Tricep dips build the lockout strength you need to finish each rep. The top portion of the pushup is almost entirely triceps work. Stronger triceps mean cleaner lockouts and higher rep counts.
Face pulls keep your shoulders healthy by strengthening the rear delts and upper back muscles that get neglected from too much pressing. Every push needs a pull for balance. Face pulls prevent the shoulder pain that stops pushup progress.
Train these exercises 2 to 3 times per week alongside your pushup practice. They’re not optional extras. They’re the foundation that makes pushup improvement possible.
Upper body strength classes combine pressing and pulling exercises in balanced ratios that support pushup progression without creating the muscle imbalances that lead to injury.
FAQs
How many pushups should I do per day to improve?
Don’t train pushups every day. Do 3 to 4 focused sessions per week with rest days between. Your muscles grow stronger during recovery, not during the workout itself. Daily grinding prevents recovery and leads to plateaus or overtraining. Quality beats quantity.
Why can I bench press but not do pushups?
Bench press doesn’t require core stability or full-body coordination. Pushups demand that you maintain a rigid plank position while pressing, which requires skills bench press doesn’t develop. Practice planks to build core stability and work on the pushup movement pattern specifically. The strength will transfer once you develop the coordination.
How long does it take to get better at pushups?
Beginners see noticeable progress within 2 to 3 weeks of consistent training. Going from zero pushups to your first clean rep takes 4 to 6 weeks for most people. Going from 10 pushups to 30 takes 8 to 12 weeks of consistent training three times weekly. Progress slows as you advance, but it never stops if you keep applying progressive overload.
Should I do pushups every day?
No. Train pushups 3 to 4 times weekly, not daily. Your muscles need 48 hours to recover and rebuild stronger. Training daily prevents this recovery process, which leads to stagnation or regression. Rest days are when you actually get stronger.
What if my wrists hurt during pushups?
Try pushup handles or parallettes, which keep your wrists in a neutral position instead of extended. You can also do pushups on your fists with knuckles down, which eliminates wrist extension entirely. Build wrist strength gradually with wrist curls and wrist mobility exercises. Don’t push through pain.
Do knee pushups help you get better at regular pushups?
Knee pushups build some strength but don’t fully transfer to the movement pattern because they eliminate the full-body tension regular pushups require. Incline pushups work better because you maintain that rigid plank position while reducing the load.

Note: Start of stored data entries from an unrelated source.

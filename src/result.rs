//! Outcome of a fit.

use serde::{Deserialize, Serialize};
use std::collections::BTreeMap;
use std::fmt;

use crate::error::Result;
use crate::numeric::{Bindings, Numerical};

/// Immutable record of what a fit produced.
///
/// Maps are keyed by parameter name. `errors` only holds parameters the
/// optimizer could estimate an uncertainty for. `raw_optimizer_output` is the
/// optimizer's own report, carried along without interpretation.
#[derive(Debug, Clone, PartialEq, Serialize, Deserialize)]
pub struct FitResult {
    fit_parameters: BTreeMap<String, Numerical>,
    fixed_parameters: BTreeMap<String, Numerical>,
    errors: BTreeMap<String, Numerical>,
    goodness_of_fit_qualifiers: BTreeMap<String, f64>,
    initial_guess: BTreeMap<String, Numerical>,
    raw_optimizer_output: serde_json::Value,
}

impl FitResult {
    pub fn new(
        fit_parameters: BTreeMap<String, Numerical>,
        fixed_parameters: BTreeMap<String, Numerical>,
        errors: BTreeMap<String, Numerical>,
        goodness_of_fit_qualifiers: BTreeMap<String, f64>,
        initial_guess: BTreeMap<String, Numerical>,
        raw_optimizer_output: serde_json::Value,
    ) -> Self {
        Self {
            fit_parameters,
            fixed_parameters,
            errors,
            goodness_of_fit_qualifiers,
            initial_guess,
            raw_optimizer_output,
        }
    }

    /// Fitted values of the free parameters.
    pub fn fit_parameters(&self) -> &BTreeMap<String, Numerical> {
        &self.fit_parameters
    }

    /// Values the fixed parameters were held at.
    pub fn fixed_parameters(&self) -> &BTreeMap<String, Numerical> {
        &self.fixed_parameters
    }

    /// Standard errors of the fitted values.
    pub fn errors(&self) -> &BTreeMap<String, Numerical> {
        &self.errors
    }

    pub fn goodness_of_fit_qualifiers(&self) -> &BTreeMap<String, f64> {
        &self.goodness_of_fit_qualifiers
    }

    /// Starting values of the free parameters.
    pub fn initial_guess(&self) -> &BTreeMap<String, Numerical> {
        &self.initial_guess
    }

    pub fn raw_optimizer_output(&self) -> &serde_json::Value {
        &self.raw_optimizer_output
    }

    /// Fitted and fixed values together: the bindings that, with the
    /// independent data, reproduce the fitted model.
    pub fn parameters(&self) -> Bindings {
        self.fixed_parameters
            .iter()
            .chain(&self.fit_parameters)
            .map(|(name, value)| (name.clone(), value.clone()))
            .collect()
    }

    pub fn to_json(&self) -> Result<String> {
        Ok(serde_json::to_string_pretty(self)?)
    }

    pub fn from_json(json: &str) -> Result<Self> {
        Ok(serde_json::from_str(json)?)
    }
}

impl fmt::Display for FitResult {
    fn fmt(&self, f: &mut fmt::Formatter<'_>) -> fmt::Result {
        writeln!(f, "Fit Result:")?;
        writeln!(f, "  Parameters:")?;
        for (name, value) in &self.fit_parameters {
            match self.errors.get(name) {
                Some(error) => writeln!(f, "    {:<12} {} +/- {}", name, value, error)?,
                None => writeln!(f, "    {:<12} {}", name, value)?,
            }
        }
        if !self.fixed_parameters.is_empty() {
            writeln!(f, "  Fixed:")?;
            for (name, value) in &self.fixed_parameters {
                writeln!(f, "    {:<12} {}", name, value)?;
            }
        }
        writeln!(f, "  Goodness of fit:")?;
        for (name, value) in &self.goodness_of_fit_qualifiers {
            writeln!(f, "    {:<12} {:.6e}", name, value)?;
        }
        Ok(())
    }
}
//! A single fit parameter.
//!
//! A parameter is a model symbol together with an initial guess, element-wise
//! bounds and a fixed flag. The guess decides the parameter's shape: a scalar
//! guess makes a scalar parameter, an array guess makes an array parameter
//! that is flattened into several optimizer variables.

use serde::{Deserialize, Serialize};
use std::fmt;

use crate::numeric::{scalar, IntoNumerical, Numerical};
use crate::parameters::bounds::{Bounds, BoundsError};
use crate::symbolic::Symbol;

/// A parameter for optimization problems
#[derive(Debug, Clone, PartialEq, Serialize, Deserialize)]
pub struct Parameter {
    symbol: Symbol,

    /// Initial value; also defines the shape
    guess: Numerical,

    bounds: Bounds,

    /// A fixed parameter is held at its guess during a fit
    fixed: bool,
}

impl Parameter {
    /// Create a free, unbounded parameter with a guess of `1.0`.
    ///
    /// # Examples
    ///
    /// ```
    /// use smitfit::parameters::Parameter;
    ///
    /// let param = Parameter::new("amplitude");
    /// assert_eq!(param.name(), "amplitude");
    /// assert!(param.shape().is_empty());
    /// assert!(!param.is_fixed());
    /// ```
    pub fn new(symbol: impl Into<Symbol>) -> Self {
        Self {
            symbol: symbol.into(),
            guess: scalar(1.0),
            bounds: Bounds::default(),
            fixed: false,
        }
    }

    pub fn with_guess(mut self, guess: impl IntoNumerical) -> Self {
        self.guess = guess.into_numerical();
        self
    }

    pub fn with_bounds(mut self, min: f64, max: f64) -> Result<Self, BoundsError> {
        self.set_bounds(min, max)?;
        Ok(self)
    }

    pub fn with_fixed(mut self, fixed: bool) -> Self {
        self.fixed = fixed;
        self
    }

    pub fn symbol(&self) -> &Symbol {
        &self.symbol
    }

    pub fn name(&self) -> &str {
        self.symbol.name()
    }

    pub fn guess(&self) -> &Numerical {
        &self.guess
    }

    /// Replace the guess. The shape of the parameter follows the new value.
    pub fn set_guess(&mut self, guess: impl IntoNumerical) {
        self.guess = guess.into_numerical();
    }

    /// Shape of the guess; empty for a scalar.
    pub fn shape(&self) -> &[usize] {
        self.guess.shape()
    }

    /// Number of optimizer variables this parameter occupies when free.
    pub fn size(&self) -> usize {
        self.guess.len()
    }

    pub fn bounds(&self) -> Bounds {
        self.bounds
    }

    /// Set the bounds. On error the previous bounds are kept.
    pub fn set_bounds(&mut self, min: f64, max: f64) -> Result<(), BoundsError> {
        self.bounds = Bounds::new(min, max)?;
        Ok(())
    }

    pub fn is_fixed(&self) -> bool {
        self.fixed
    }

    pub fn fix(&mut self) {
        self.fixed = true;
    }

    pub fn unfix(&mut self) {
        self.fixed = false;
    }
}

impl fmt::Display for Parameter {
    fn fmt(&self, f: &mut fmt::Formatter<'_>) -> fmt::Result {
        write!(
            f,
            "Parameter(name='{}', guess={}, bounds={}, fixed={})",
            self.name(),
            self.guess,
            self.bounds,
            self.fixed
        )
    }
}
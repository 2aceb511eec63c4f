use thiserror::Error;

use crate::numeric::BroadcastError;
use crate::parameters::bounds::BoundsError;
use crate::symbolic::ExpressionError;

/// Error types for the smitfit library.
#[derive(Error, Debug)]
pub enum SmitFitError {
    /// A model declaration is malformed: the left-hand side is not a bare
    /// symbol, the right-hand side does not parse, or an output is declared twice.
    #[error("Invalid equation: {0}")]
    InvalidEquation(String),

    /// The dependency graph among output symbols contains a cycle.
    #[error("Cyclic model: {0}")]
    CyclicModel(String),

    /// Evaluation needed a symbol that was not bound.
    #[error("Unbound symbol: {0}")]
    UnboundSymbol(String),

    /// A selector referenced a symbol the model does not have.
    #[error("Unknown symbol: {0}")]
    UnknownSymbol(String),

    /// A setter referenced a parameter that is not in the set.
    #[error("Unknown parameter: {0}")]
    UnknownParameter(String),

    /// A parameter with the same name is already in the set.
    #[error("Duplicate parameter: {0}")]
    DuplicateParameter(String),

    /// The same output was given observed data twice.
    #[error("Duplicate observation: {0}")]
    DuplicateObservation(String),

    /// A flat vector does not match the shapes it is unpacked into.
    #[error("Shape mismatch: {0}")]
    ShapeMismatch(String),

    /// Two arrays could not be broadcast against each other.
    #[error("Cannot broadcast shapes {left:?} and {right:?}")]
    Broadcast { left: Vec<usize>, right: Vec<usize> },

    /// Invalid bounds on a parameter.
    #[error("Bounds error: {0}")]
    Bounds(#[from] BoundsError),

    /// Expression evaluation failed for a reason other than a missing binding.
    #[error("Expression error: {0}")]
    Expression(ExpressionError),

    /// Error indicating a mismatch in vector or matrix dimensions.
    #[error("Dimension mismatch: {0}")]
    DimensionMismatch(String),

    /// The optimizer could not be run with the given inputs.
    #[error("Optimization failed: {0}")]
    OptimizationFailure(String),

    /// JSON serialization/deserialization error.
    #[error("JSON error: {0}")]
    Json(#[from] serde_json::Error),
}

impl From<ExpressionError> for SmitFitError {
    fn from(err: ExpressionError) -> Self {
        match err {
            ExpressionError::UnboundSymbol { name } => SmitFitError::UnboundSymbol(name),
            ExpressionError::Broadcast { left, right } => SmitFitError::Broadcast { left, right },
            other => SmitFitError::Expression(other),
        }
    }
}

impl From<BroadcastError> for SmitFitError {
    fn from(err: BroadcastError) -> Self {
        SmitFitError::Broadcast {
            left: err.left,
            right: err.right,
        }
    }
}

/// Result type alias for smitfit operations.
pub type Result<T> = std::result::Result<T, SmitFitError>;
//! Integration tests for the named-variable minimization adapter

use crate::test_helpers::noisy_line;
use approx::assert_relative_eq;
use ndarray::Array1;
use smitfit::fit::{LeastSquaresMinimizer, Minimizer, MinimizerReport, Objective, Variable};
use smitfit::numeric::{bindings, scalar};
use smitfit::{Fit, LeastSquaresFit, LevenbergMarquardt, MinimizeFit, Model, SquaredErrorLoss};

#[test]
fn test_noisy_linear_fit() {
    let (x, y) = noisy_line(0.15, 2.5, 100, 43);

    let model = Model::parse(["y == a*x + b"]).unwrap();
    let params = model.define_parameters([("a", 0.2), ("b", 2.0)]).unwrap();
    let loss = SquaredErrorLoss::new(model, [("y", y)]).unwrap();

    let result = MinimizeFit::new(&loss, &params, bindings([("x", x)]))
        .fit()
        .unwrap();

    let names: Vec<_> = result.fit_parameters().keys().cloned().collect();
    assert_eq!(names, vec!["a".to_string(), "b".to_string()]);
    assert!(result.fixed_parameters().is_empty());

    let a = result.fit_parameters()["a"].sum();
    let a_err = result.errors()["a"].sum();
    assert!((a - 0.15).abs() < 5.0 * a_err, "a = {} +/- {}", a, a_err);

    let raw = result.raw_optimizer_output();
    assert_eq!(raw["nvarys"], serde_json::json!(2));
    assert_eq!(raw["ndata"], serde_json::json!(100));
    assert!(result.goodness_of_fit_qualifiers().contains_key("redchi"));
}

#[test]
fn test_adapters_agree() {
    let (x, y) = noisy_line(0.15, 2.5, 60, 5);

    let model = Model::parse(["y == a*x + b"]).unwrap();
    let mut params = model.define_parameters([("a", 0.5), ("b", 1.0)]).unwrap();
    params.set_bounds([("b", (0.0, 10.0))]).unwrap();
    let loss = SquaredErrorLoss::new(model, [("y", y)]).unwrap();
    let xdata = bindings([("x", x)]);

    let direct = LeastSquaresFit::new(&loss, &params, xdata.clone())
        .fit()
        .unwrap();
    let named = MinimizeFit::new(&loss, &params, xdata).fit().unwrap();

    for name in ["a", "b"] {
        assert_relative_eq!(
            direct.fit_parameters()[name].sum(),
            named.fit_parameters()[name].sum(),
            max_relative = 1e-6
        );
    }
    assert_relative_eq!(
        direct.goodness_of_fit_qualifiers()["chisqr"],
        named.goodness_of_fit_qualifiers()["chisqr"],
        max_relative = 1e-8
    );
}

#[test]
fn test_fixed_parameter_is_held() {
    let x = Array1::linspace(0.0, 3.0, 7);
    let y = x.mapv(|v| 1.5 * v * v + 2.0);

    let model = Model::parse(["y == a*x^2 + c"]).unwrap();
    let mut params = model.define_parameters([("a", 1.0), ("c", 2.0)]).unwrap();
    params.fix("c").unwrap();
    let loss = SquaredErrorLoss::new(model, [("y", y)]).unwrap();

    let minimizer =
        LeastSquaresMinimizer::with_solver(LevenbergMarquardt::new().with_max_iterations(50));
    let result = MinimizeFit::new(&loss, &params, bindings([("x", x)]))
        .with_minimizer(minimizer)
        .fit()
        .unwrap();

    assert_relative_eq!(result.fit_parameters()["a"].sum(), 1.5, epsilon = 1e-6);
    assert_eq!(result.fixed_parameters()["c"], scalar(2.0));
    assert_eq!(result.initial_guess().len(), 1);
}

/// Evaluates the objective once and returns the variables unchanged.
struct Echo;

impl Minimizer for Echo {
    fn minimize(
        &self,
        objective: &Objective<'_>,
        variables: &[Variable],
    ) -> smitfit::Result<MinimizerReport> {
        let values: smitfit::Bindings = variables
            .iter()
            .map(|v| (v.name.clone(), v.value.clone()))
            .collect();
        let residuals = objective(&values)?;

        Ok(MinimizerReport {
            variables: variables
                .iter()
                .map(|v| smitfit::fit::VariableEstimate {
                    name: v.name.clone(),
                    value: v.value.clone(),
                    std_dev: None,
                    vary: v.vary,
                })
                .collect(),
            chisqr: residuals.dot(&residuals),
            redchi: None,
            aic: None,
            bic: None,
            ndata: residuals.len(),
            nvarys: variables.iter().filter(|v| v.vary).count(),
            nfev: 1,
            success: false,
            message: "echo".to_string(),
        })
    }
}

#[test]
fn test_minimizer_is_swappable() {
    let model = Model::parse(["y == a*x + b"]).unwrap();
    let mut params = model.define_parameters([("a", 2.0), ("b", 1.0)]).unwrap();
    params.fix("b").unwrap();
    let loss = SquaredErrorLoss::new(model, [("y", vec![1.0, 3.0, 6.0])]).unwrap();

    let result = MinimizeFit::new(&loss, &params, bindings([("x", vec![0.0, 1.0, 2.0])]))
        .with_minimizer(Echo)
        .fit()
        .unwrap();

    // Only the free parameter is read back; the fixed one is reported as held
    assert_eq!(result.fit_parameters().len(), 1);
    assert_eq!(result.fit_parameters()["a"], scalar(2.0));
    assert!(result.errors().is_empty());
    assert_relative_eq!(result.goodness_of_fit_qualifiers()["chisqr"], 1.0);
    assert_eq!(result.goodness_of_fit_qualifiers().len(), 1);
    assert_eq!(result.raw_optimizer_output()["success"], serde_json::json!(false));
}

Progress from high inclines down to floor level rather than relying on knee pushups.
Conclusion
Getting better at pushups comes down to practicing the movement 3 to 4 times weekly, building supporting strength through bench press and rows, and progressively increasing difficulty through variations or added weight.
If you can’t do one pushup yet, start with incline pushups at counter height and work your way down over 4 to 6 weeks while building pressing strength with bench press and core stability with planks. Practice one full pushup attempt daily even if you fail.
If you’re stuck at a plateau, test your max weekly, train volume work at 70 to 80% of that max, and identify whether your weakness is chest strength or tricep strength based on where you fail during the movement. Target that weak link with specific exercises.
Consistency matters more than intensity. Three quality sessions weekly with proper recovery beats daily grinding that leaves you overtrained and stuck. Programs from online fitness platforms provide structured progression that prevents plateaus while ensuring you’re balancing pushing and pulling exercises properly.